In This Issue

Chronic hepatitis B virus (HBV) infection is a major risk factor for hepatocellular carcinoma, a cancer associated with recurrent intrahepatic metastasis and poor prognosis. HBx is the only viral gene product consistently present in hepatic tumor cells, and previous work has focused mainly on its potential role in tumor development. Manuel López-Cabrera and colleagues, in contrast, have studied the role of HBx in metastasis. As they report on pages 1831–1838, HBx expression induces tumor cell invasion in vitro and in vivo. The invasive phenotype is associated with increased levels of cyclooxygenase-2 (COX-2) and matrix metalloproteinases and can be blocked by COX-2 inhibitors. HBx, a transcriptional activator, upregulates COX-2 expression at the mRNA and protein levels. These results suggest that HBx plays a direct role in the late stages of hepatocellular carcinoma.

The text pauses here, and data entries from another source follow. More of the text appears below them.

//! Alert messages shown after a form submission.
//!
//! Alerts are rendered as HTML fragments that HTMX swaps into the
//! `#alert-container` element of the page.

use axum::response::{Html, IntoResponse, Response};
use maud::{Markup, html};

/// An alert message with its styling.
#[derive(Debug, Clone)]
pub enum Alert {
    /// Something went wrong, with a description of what to do about it.
    Error {
        /// A short summary of the error.
        message: String,
        /// More detail on the error and how to fix it.
        details: String,
    },
}

impl Alert {
    pub fn into_html(self) -> Markup {
        match self {
            Alert::Error { message, details } => html! {
                div
                    role="alert"
                    class="p-4 mb-4 text-sm text-red-800 rounded-lg bg-red-50
                        dark:bg-gray-800 dark:text-red-400"
                {
                    p class="font-medium" { (message) }

                    @if !details.is_empty() {
                        p { (details) }
                    }
                }
            },
        }
    }
}

impl IntoResponse for Alert {
    fn into_response(self) -> Response {
        Html(self.into_html().into_string()).into_response()
    }
}
//! Sums expenses by category for the spending chart.

use serde::Serialize;

use crate::expense::Expense;

/// The total amount spent in one category.
#[derive(Debug, Clone, PartialEq, Serialize)]
pub struct CategoryTotal {
    /// The category label.
    pub name: String,
    /// The sum of the amounts of the expenses in the category.
    pub value: f64,
}

/// Group `expenses` by category and sum the amounts in each group.
///
/// There is one entry per distinct category, in the order each category
/// first appears in `expenses`. Categories are matched exactly, so "Food" and
/// "food" are separate entries.
pub fn category_data<'a>(expenses: impl IntoIterator<Item = &'a Expense>) -> Vec<CategoryTotal> {
    let mut totals: Vec<CategoryTotal> = Vec::new();

    for expense in expenses {
        match totals
            .iter_mut()
            .find(|total| total.name == expense.category)
        {
            Some(total) => total.value += expense.amount,
            None => totals.push(CategoryTotal {
                name: expense.category.clone(),
                value: expense.amount,
            }),
        }
    }

    totals
}
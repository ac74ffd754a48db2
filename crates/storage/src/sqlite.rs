use async_trait::async_trait;
use chrono::NaiveDateTime;
use sqlx::{migrate::MigrateDatabase, sqlite::SqlitePoolOptions, Pool, Sqlite};
use std::{fs, path::Path};

use domain::{
    Comment, Error, ModerationStatus, NewComment, NewPrayer, NewTestimonial, ParentKind, Prayer,
    Stats, Testimonial,
};

use crate::Backend;

#[derive(Clone)]
pub struct Db {
    pub(crate) pool: Pool<Sqlite>,
}

impl Db {
    pub async fn new(db_url: &str) -> anyhow::Result<Self> {
        let in_memory = db_url.contains(":memory:");
        if db_url.starts_with("sqlite://") && !in_memory {
            let path_str = db_url.trim_start_matches("sqlite://");
            let path = Path::new(path_str);
            if let Some(parent) = path.parent() {
                if !parent.as_os_str().is_empty() && !parent.exists() {
                    fs::create_dir_all(parent)?;
                }
            }
        }
        if !Sqlite::database_exists(db_url).await.unwrap_or(false) {
            Sqlite::create_database(db_url).await?;
        }
        // a :memory: database exists per connection, so keep exactly one
        let pool = SqlitePoolOptions::new()
            .max_connections(if in_memory { 1 } else { 5 })
            .connect(db_url)
            .await?;
        sqlx::query("PRAGMA journal_mode = WAL;")
            .execute(&pool)
            .await?;
        sqlx::query("PRAGMA synchronous = NORMAL;")
            .execute(&pool)
            .await?;
        sqlx::migrate!("../../migrations").run(&pool).await?;
        Ok(Self { pool })
    }
}

#[async_trait]
impl Backend for Db {
    async fn create_comment(
        &self,
        parent_kind: ParentKind,
        parent_id: &str,
        new: NewComment,
    ) -> Result<Comment, Error> {
        self.insert_comment(parent_kind, parent_id, new).await
    }

    async fn list_comments(
        &self,
        parent: Option<(ParentKind, &str)>,
    ) -> Result<Vec<Comment>, Error> {
        self.select_comments(parent).await
    }

    async fn set_comment_status(
        &self,
        id: &str,
        status: ModerationStatus,
    ) -> Result<Comment, Error> {
        self.update_comment_status(id, status).await
    }

    async fn delete_comment(&self, id: &str) -> Result<(), Error> {
        self.remove_comment(id).await
    }

    async fn create_prayer(&self, new: NewPrayer) -> Result<Prayer, Error> {
        self.insert_prayer(new).await
    }

    async fn list_prayers(&self) -> Result<Vec<Prayer>, Error> {
        self.select_prayers().await
    }

    async fn get_prayer(&self, id: &str) -> Result<Prayer, Error> {
        self.select_prayer(id).await
    }

    async fn heart_prayer(&self, id: &str) -> Result<Prayer, Error> {
        self.increment_hearts(id).await
    }

    async fn delete_prayer(&self, id: &str) -> Result<(), Error> {
        self.remove_prayer(id).await
    }

    async fn create_testimonial(&self, new: NewTestimonial) -> Result<Testimonial, Error> {
        self.insert_testimonial(new).await
    }

    async fn list_testimonials(&self) -> Result<Vec<Testimonial>, Error> {
        self.select_testimonials().await
    }

    async fn approve_testimonial(
        &self,
        id: &str,
        now: NaiveDateTime,
    ) -> Result<Testimonial, Error> {
        self.mark_testimonial_approved(id, now).await
    }

    async fn delete_testimonial(&self, id: &str) -> Result<(), Error> {
        self.remove_testimonial(id).await
    }

    async fn stats(&self) -> Result<Stats, Error> {
        self.aggregate_stats().await
    }
}

#[cfg(test)]
mod tests {
    use super::*;
    use chrono::Utc;

    async fn db() -> Db {
        Db::new("sqlite::memory:").await.expect("in-memory db")
    }

    fn prayer(name: &str, request: &str) -> NewPrayer {
        NewPrayer::new(Some(name.to_string()), request.to_string(), false).unwrap()
    }

    fn comment(content: &str) -> NewComment {
        NewComment::new(Some("Sam".into()), None, content.to_string(), false).unwrap()
    }

    #[tokio::test]
    async fn prayer_round_trip_and_ordering() {
        let db = db().await;
        let a = db.create_prayer(prayer("A", "first")).await.unwrap();
        let b = db.create_prayer(prayer("B", "second")).await.unwrap();
        assert_ne!(a.id, b.id);

        let prayers = db.list_prayers().await.unwrap();
        assert_eq!(prayers.len(), 2);
        assert_eq!(prayers[0].id, b.id);
    }

    #[tokio::test]
    async fn hearts_only_touch_the_target_row() {
        let db = db().await;
        let a = db.create_prayer(prayer("A", "first")).await.unwrap();
        let b = db.create_prayer(prayer("B", "second")).await.unwrap();

        assert_eq!(db.heart_prayer(&a.id).await.unwrap().hearts, 1);
        assert_eq!(db.heart_prayer(&a.id).await.unwrap().hearts, 2);
        assert_eq!(db.get_prayer(&b.id).await.unwrap().hearts, 0);

        assert!(matches!(
            db.heart_prayer("12345").await.unwrap_err(),
            Error::NotFound(_)
        ));
        assert!(matches!(
            db.heart_prayer("not-a-number").await.unwrap_err(),
            Error::NotFound(_)
        ));
    }

    #[tokio::test]
    async fn cascade_delete_is_scoped_to_one_prayer() {
        let db = db().await;
        let a = db.create_prayer(prayer("A", "first")).await.unwrap();
        let b = db.create_prayer(prayer("B", "second")).await.unwrap();
        db.create_comment(ParentKind::Prayer, &a.id, comment("on a"))
            .await
            .unwrap();
        db.create_comment(ParentKind::Prayer, &b.id, comment("on b"))
            .await
            .unwrap();
        db.create_comment(ParentKind::Post, &a.id, comment("post with same id"))
            .await
            .unwrap();

        db.delete_prayer(&a.id).await.unwrap();

        let remaining = db.list_comments(None).await.unwrap();
        assert_eq!(remaining.len(), 2);
        assert!(db
            .list_comments(Some((ParentKind::Prayer, a.id.as_str())))
            .await
            .unwrap()
            .is_empty());
    }

    #[tokio::test]
    async fn comment_on_missing_prayer_is_rejected() {
        let db = db().await;
        let err = db
            .create_comment(ParentKind::Prayer, "7", comment("hi"))
            .await
            .unwrap_err();
        assert!(matches!(err, Error::NotFound(_)));
    }

    #[tokio::test]
    async fn approve_transition_is_one_way() {
        let db = db().await;
        let t = db
            .create_testimonial(NewTestimonial::new(None, "Healed".into(), true).unwrap())
            .await
            .unwrap();

        let when = Utc::now().naive_utc();
        let approved = db.approve_testimonial(&t.id, when).await.unwrap();
        assert!(approved.approved);
        assert_eq!(approved.approved_at, Some(when));

        let err = db
            .approve_testimonial(&t.id, when + chrono::Duration::days(1))
            .await
            .unwrap_err();
        assert!(matches!(err, Error::AlreadyApproved));

        let list = db.list_testimonials().await.unwrap();
        assert_eq!(list[0].approved_at, Some(when));
    }

    #[tokio::test]
    async fn status_update_and_stats() {
        let db = db().await;
        let p = db.create_prayer(prayer("A", "first")).await.unwrap();
        db.heart_prayer(&p.id).await.unwrap();
        let c = db
            .create_comment(ParentKind::Post, "sermon-1", comment("first!"))
            .await
            .unwrap();
        assert_eq!(c.status, ModerationStatus::Approved);

        let updated = db
            .set_comment_status(&c.id, ModerationStatus::Pending)
            .await
            .unwrap();
        assert_eq!(updated.status, ModerationStatus::Pending);

        let stats = db.stats().await.unwrap();
        assert_eq!(stats.total_prayers, 1);
        assert_eq!(stats.total_hearts, 1);
        assert_eq!(stats.total_comments, 1);
    }
}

Inflammatory bowel diseases are associated with chronic inflammation of the intestinal tract. Affected tissue is characterized by dense leukocyte infiltrate, and therapeutic strategies to interfere with adhesion molecules necessary for leukocyte migration and activation are under investigation. Antonin de Fougerolles and colleagues have focused on the collagen-binding integrin α1β1, which is expressed on the surface of activated T cells and monocytes. They report (pages 1773–1782) that lack of α1β1 integrin or its blockage with antibody attenuated disease in a mouse model of colitis. This effect occurred independently of lymphocytes, and α1β1-expressing monocytes were identified as a key cell type involved in the development of colitis in this model. These results underscore the importance of innate immunity in addition to the interaction of leukocytes with the extracellular matrix in regulating local inflammatory responses.

Modified versions of the Tetrahymena group I intron ribozyme have been used previously to repair defective proteins in cultured cells, but the general applicability and efficiency of the process is still unclear. In an article beginning on page 1783, Alfred George, Jr., and colleagues demonstrate that ribozyme-mediated trans-splicing can repair a mutant chloride channel mRNA transcript. The ribozyme they engineered catalyzed trans-splicing of a 4 kb-long restorative exon (compared with 1.1 kb, the largest exon trans-spliced previously), and the repaired mRNA product is translated into a functional channel. While this is the first demonstration of complete restoration of protein function using trans-splicing ribozymes, the efficiency of the trans-splicing reaction remains a critical issue. Overall repair efficiency in the study was low, but detailed analysis revealed a striking heterogeneity among individual cells. Future experiments will need to explain that heterogeneity and might suggest ways to increase overall efficiency.

Histamine has numerous functions in the mammalian immune, digestive, and nervous systems. Previous studies suggested that histamine may regulate food intake, a function most likely mediated by H3 receptors in the hypothalamus. Hidehito Kotani and colleagues have directly tested this hypothesis by generating and analyzing mice lacking H3 receptors. As they report (pages 1791–1799), the mutant animals are mildly obese, have increased food intake and adipodisity, and also have reduced energy expenditure. In addition, they have increased levels of plasma leptin and insulin, exhibit resistance to both hormones, and show decreased levels of histamine and increased histamine turnover in the hypothalamic and thalamic brain regions. These results demonstrate a critical role of H3 receptors in the control of body weight in mice.

Pig cells, unlike those of humans and Old World primates, express a specific trisaccharide (αGal) on their surfaces, and antibody-mediated destruction of donor tissues is a major hurdle of pig-to-primate organ transplantation. One way to avoid this problem is to sequester the circulating αGal antibodies and thus prevent them from binding to and destroying the donor tissue. Andreas Katopodis and colleagues developed a soluble αGal-polylysine conjugate (called GAS914) that effectively competes with cell-surface αGal for antibody binding. On pages 1869–1877 the authors report that in different monkey species, injections of GAS914 drastically reduced the levels of circulating αGal antibodies and anti-pig cytotoxicity. The conjugate binds to circulating antibodies, and the complex is quickly metabolized and excreted without apparent acute or chronic toxicity. The GAS backbone may be a promising scaffold to which to attach other antigens for the antigen-specific removal of antibodies in vivo.